[Opening RECORD SET section]

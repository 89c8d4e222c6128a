use crate::controller::status::{ControllerStatus, ControllerStatusCell};
use crate::isolation::{IsolationLevel, IsolationManager, LaunchError, LaunchSpec, LaunchedProcess};
use crate::launcher::defaults::LAUNCHER_VERSION;
use crate::launcher::manifest::Manifest;
use crate::supervisor::error::UpdateError;
use crate::supervisor::record::ProcessState;
use crate::supervisor::snapshot::ProcessSnapshot;
use crate::supervisor::update::{ProcessCategory, ProcessConfig, ProcessId, TerminateOptions};
use crate::supervisor::ProcessManager;
use serde::{Deserialize, Serialize};
use std::sync::Arc;
use std::time::{Duration, SystemTime};
use thiserror::Error;

/// Client-facing launch request, as carried by the network surface.
#[derive(Debug, Clone, Default, PartialEq, Deserialize)]
pub struct LaunchPatternRequest {
    pub pattern: String,
    #[serde(default)]
    pub isolation_level: Option<IsolationLevel>,
    #[serde(default)]
    pub namespace: Option<String>,
    #[serde(default)]
    pub session: Option<String>,
    #[serde(default)]
    pub category: Option<ProcessCategory>,
    #[serde(default)]
    pub address: Option<String>,
    #[serde(default)]
    pub config: Option<serde_yaml::Value>,
}

#[derive(Debug, Error)]
pub enum LaunchPatternError {
    #[error("pattern must not be empty")]
    EmptyPattern,

    #[error(transparent)]
    Launch(#[from] LaunchError),
}

/// Filter for process listings; absent fields match everything.
#[derive(Debug, Clone, Default, PartialEq, Deserialize)]
pub struct ProcessFilter {
    #[serde(default)]
    pub state: Option<ProcessState>,
    #[serde(default)]
    pub category: Option<ProcessCategory>,
}

impl ProcessFilter {
    fn matches(&self, process: &ProcessSnapshot) -> bool {
        self.state.map(|s| process.state == s).unwrap_or(true)
            && self.category.map(|c| process.category == c).unwrap_or(true)
    }
}

/// Count of processes per isolation level, derived from the key prefixes.
#[derive(Debug, Clone, Default, PartialEq, Serialize)]
pub struct IsolationDistribution {
    pub none: usize,
    pub namespace: usize,
    pub session: usize,
    /// Keys assigned directly by the controller, not derived by isolation.
    pub other: usize,
}

#[derive(Debug, Clone, PartialEq, Serialize)]
pub struct LauncherHealth {
    pub total_processes: usize,
    pub running_processes: usize,
    pub failed_processes: usize,
    pub isolation_distribution: IsolationDistribution,
    #[serde(skip_serializing_if = "Option::is_none")]
    pub processes: Option<Vec<ProcessSnapshot>>,
}

#[derive(Debug, Clone, PartialEq, Serialize)]
pub struct LauncherInfo {
    pub id: String,
    pub version: &'static str,
    pub uptime_secs: u64,
}

/// Everything the status endpoint shows.
#[derive(Debug, Clone, PartialEq, Serialize)]
pub struct StatusReport {
    pub launcher: LauncherInfo,
    pub controller: ControllerStatus,
    pub processes: Vec<ProcessSnapshot>,
}

/// The in-process surface behind the network facade: every RPC handler and
/// embedding caller goes through here.
pub struct LauncherFacade {
    launcher_id: String,
    supervisor: Arc<ProcessManager>,
    isolation: IsolationManager,
    manifest: Manifest,
    controller_status: Arc<ControllerStatusCell>,
    started_at: SystemTime,
}

impl LauncherFacade {
    pub fn new(
        launcher_id: String,
        supervisor: Arc<ProcessManager>,
        isolation: IsolationManager,
        manifest: Manifest,
        controller_status: Arc<ControllerStatusCell>,
    ) -> Self {
        Self {
            launcher_id,
            supervisor,
            isolation,
            manifest,
            controller_status,
            started_at: SystemTime::now(),
        }
    }

    /// Launches a pattern (or reuses the process already running under its
    /// canonical key). The manifest template for the pattern, when present,
    /// supplies defaults that the request can override.
    pub fn launch_pattern(
        &self,
        request: LaunchPatternRequest,
    ) -> Result<LaunchedProcess, LaunchPatternError> {
        if request.pattern.is_empty() {
            return Err(LaunchPatternError::EmptyPattern);
        }

        let template = self.manifest.template(&request.pattern);
        let isolation = request
            .isolation_level
            .or_else(|| template.map(|t| t.isolation_level))
            .unwrap_or_default();

        let mut config = template
            .map(|t| t.process_config())
            .unwrap_or_else(|| {
                ProcessConfig::new(request.category.unwrap_or(ProcessCategory::Pattern))
            });
        if let Some(category) = request.category {
            config.category = category;
        }
        if let Some(address) = request.address.clone() {
            config.address = Some(address);
        }
        if let Some(payload) = request.config.clone() {
            config.payload = payload;
        }

        let spec = LaunchSpec {
            pattern: request.pattern,
            isolation,
            namespace: request.namespace,
            session: request.session,
            config,
        };
        Ok(self.isolation.launch(spec)?)
    }

    /// Gracefully terminates one process; unknown keys surface `NotFound`.
    pub fn terminate_pattern(
        &self,
        id: &ProcessId,
        grace: Duration,
    ) -> Result<(), UpdateError> {
        self.supervisor
            .terminate(id, TerminateOptions::with_grace(grace))
    }

    pub fn list_processes(&self, filter: &ProcessFilter) -> Vec<ProcessSnapshot> {
        self.supervisor
            .health()
            .processes
            .into_iter()
            .filter(|p| filter.matches(p))
            .collect()
    }

    pub fn health(&self, include_processes: bool) -> LauncherHealth {
        let snapshot = self.supervisor.health();
        let mut distribution = IsolationDistribution::default();
        for process in &snapshot.processes {
            match IsolationLevel::classify(&process.id) {
                Some(IsolationLevel::None) => distribution.none += 1,
                Some(IsolationLevel::Namespace) => distribution.namespace += 1,
                Some(IsolationLevel::Session) => distribution.session += 1,
                None => distribution.other += 1,
            }
        }
        LauncherHealth {
            total_processes: snapshot.total_processes,
            running_processes: snapshot.running_processes,
            failed_processes: snapshot.failed_processes,
            isolation_distribution: distribution,
            processes: include_processes.then_some(snapshot.processes),
        }
    }

    pub fn status(&self) -> StatusReport {
        StatusReport {
            launcher: LauncherInfo {
                id: self.launcher_id.clone(),
                version: LAUNCHER_VERSION,
                uptime_secs: self
                    .started_at
                    .elapsed()
                    .unwrap_or_default()
                    .as_secs(),
            },
            controller: self.controller_status.snapshot(),
            processes: self.supervisor.health().processes,
        }
    }
}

[Closing RECORD SET section]

> _THE PROBLEM_
Extract from the material all lines containing the string "ProcessFilter".

> _TASK RESULT_
pub struct ProcessFilter {
impl ProcessFilter {
    pub fn list_processes(&self, filter: &ProcessFilter) -> Vec<ProcessSnapshot> {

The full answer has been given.